Puede existir una cláusula de protección para compradores presentados durante el contrato. Debería establecer un plazo razonable y una lista identificable de personas.
¿Cuándo puede resultar útil una multiexclusividad?
Especialmente cuando la red acredita compradores no alcanzables mediante los portales, trabaja producto muy especializado, desarrolla operaciones off market o tiene una presencia real y demostrable en la zona.
¿Qué alternativa utiliza Fincas Mallorca?
Exclusiva profesional, estrategia controlada y colaboración selectiva cuando otro agente aporta un comprador identificado, real y cualificado.
¿Estás comparando una exclusiva con una multiexclusividad?

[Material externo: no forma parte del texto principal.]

#![deny(
    unsafe_code,
    missing_docs,
    dead_code,
    unused_results,
    non_snake_case,
    unreachable_pub
)]

//! Deterministic spawning system responsible for emitting enemy spawn commands.

use std::{collections::VecDeque, time::Duration};

use waypoint_defence_core::{Command, EnemyKind, Event, GameStatus, Wave};

/// Configuration parameters required to construct the spawning system.
#[derive(Clone, Copy, Debug)]
pub struct Config {
    spawn_interval: Duration,
}

impl Config {
    /// Creates a new configuration using the provided spawn cadence.
    #[must_use]
    pub const fn new(spawn_interval: Duration) -> Self {
        Self { spawn_interval }
    }
}

/// Pure system that releases the queued enemies of a wave at a fixed cadence.
#[derive(Debug)]
pub struct Spawning {
    spawn_interval: Duration,
    accumulator: Duration,
    queue: VecDeque<EnemyKind>,
}

impl Spawning {
    /// Creates a new spawning system using the supplied configuration.
    #[must_use]
    pub fn new(config: Config) -> Self {
        Self {
            spawn_interval: config.spawn_interval,
            accumulator: Duration::ZERO,
            queue: VecDeque::new(),
        }
    }

    /// Queues every enemy of `wave`, replacing anything still pending.
    pub fn begin_wave(&mut self, wave: Wave) {
        self.queue = wave.enemies.into();
        self.accumulator = Duration::ZERO;
    }

    /// Drops every queued enemy.
    pub fn clear(&mut self) {
        self.queue.clear();
        self.accumulator = Duration::ZERO;
    }

    /// Enemy kinds still waiting to enter, in spawn order.
    pub fn pending(&self) -> impl ExactSizeIterator<Item = EnemyKind> + '_ {
        self.queue.iter().copied()
    }

    /// Consumes events to emit one spawn command per elapsed interval.
    pub fn handle(&mut self, events: &[Event], status: GameStatus, out: &mut Vec<Command>) {
        if status != GameStatus::Playing {
            self.accumulator = Duration::ZERO;
            return;
        }

        if self.spawn_interval.is_zero() || self.queue.is_empty() {
            self.accumulator = Duration::ZERO;
            return;
        }

        let mut accumulated = Duration::ZERO;
        for event in events {
            if let Event::TimeAdvanced { dt } = event {
                accumulated = accumulated.saturating_add(*dt);
            }
        }

        if accumulated.is_zero() {
            return;
        }

        self.accumulator = self.accumulator.saturating_add(accumulated);
        let spawn_attempts = self.resolve_spawn_attempts();

        for _ in 0..spawn_attempts {
            let Some(kind) = self.queue.pop_front() else {
                self.accumulator = Duration::ZERO;
                break;
            };
            out.push(Command::SpawnEnemy { kind });
        }
    }

    fn resolve_spawn_attempts(&mut self) -> usize {
        if self.spawn_interval.is_zero() {
            return 0;
        }

        let mut attempts = 0;
        while self.accumulator >= self.spawn_interval {
            self.accumulator -= self.spawn_interval;
            attempts += 1;
        }
        attempts
    }
}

Antes de firmar, no compares solamente el número de agencias que aparecen en una presentación.
Compara:
- quién se responsabilizará de la venta;
- qué trabajo quedará por escrito;
- cómo se controlarán las visitas;
- qué ocurrirá con tus documentos;
- cómo se identificarán los compradores;
- y quién defenderá tu precio.
Antes de firmar una exclusiva compartida, una multiexclusividad o cualquier encargo de venta, conviene revisar con calma quién asumirá la responsabilidad real de la operación, cómo se controlarán las visitas, qué estrategia de precio se aplicará y qué documentación debe estar preparada desde el primer momento.
En Fincas Mallorca trabajamos la venta de pisos en Palma con exclusiva profesional, valoración previa, estrategia de precio, preparación documental, filtrado de interesados, coordinación de visitas y acompañamiento hasta notaría.
Puedes conocer mejor nuestra forma de trabajar en la página sobre venta de pisos en Palma, consultar nuestra experiencia y acreditaciones o solicitar una valoración de tu vivienda.
Nota editorial y jurídica
Artículo actualizado el 25 de junio de 2026.
El caso de Carretera de Valldemossa–Bons Aires se relata como experiencia profesional de Fincas Mallorca y ha sido anonimizado. No se identifica a propietarios, compradores ni inmobiliarias, ni se atribuye a ninguna persona la comisión de un delito.
La documentación sectorial sobre MLS citada corresponde a una ponencia presentada en Palma en 2015. Se utiliza como muestra histórica para analizar el funcionamiento y las cláusulas posibles del modelo, no como contrato vigente de una agencia determinada.
Las referencias a reclamaciones, alquiler turístico ilegal u otras incidencias se utilizan para contextualizar los riesgos generales del mercado inmobiliario. No prueban que todas las inmobiliarias o MLS desarrollen prácticas incorrectas.
La validez de una cláusula depende del contrato completo, de las circunstancias de la firma y de la condición jurídica de las partes. Este artículo tiene finalidad informativa y no sustituye el asesoramiento jurídico individual.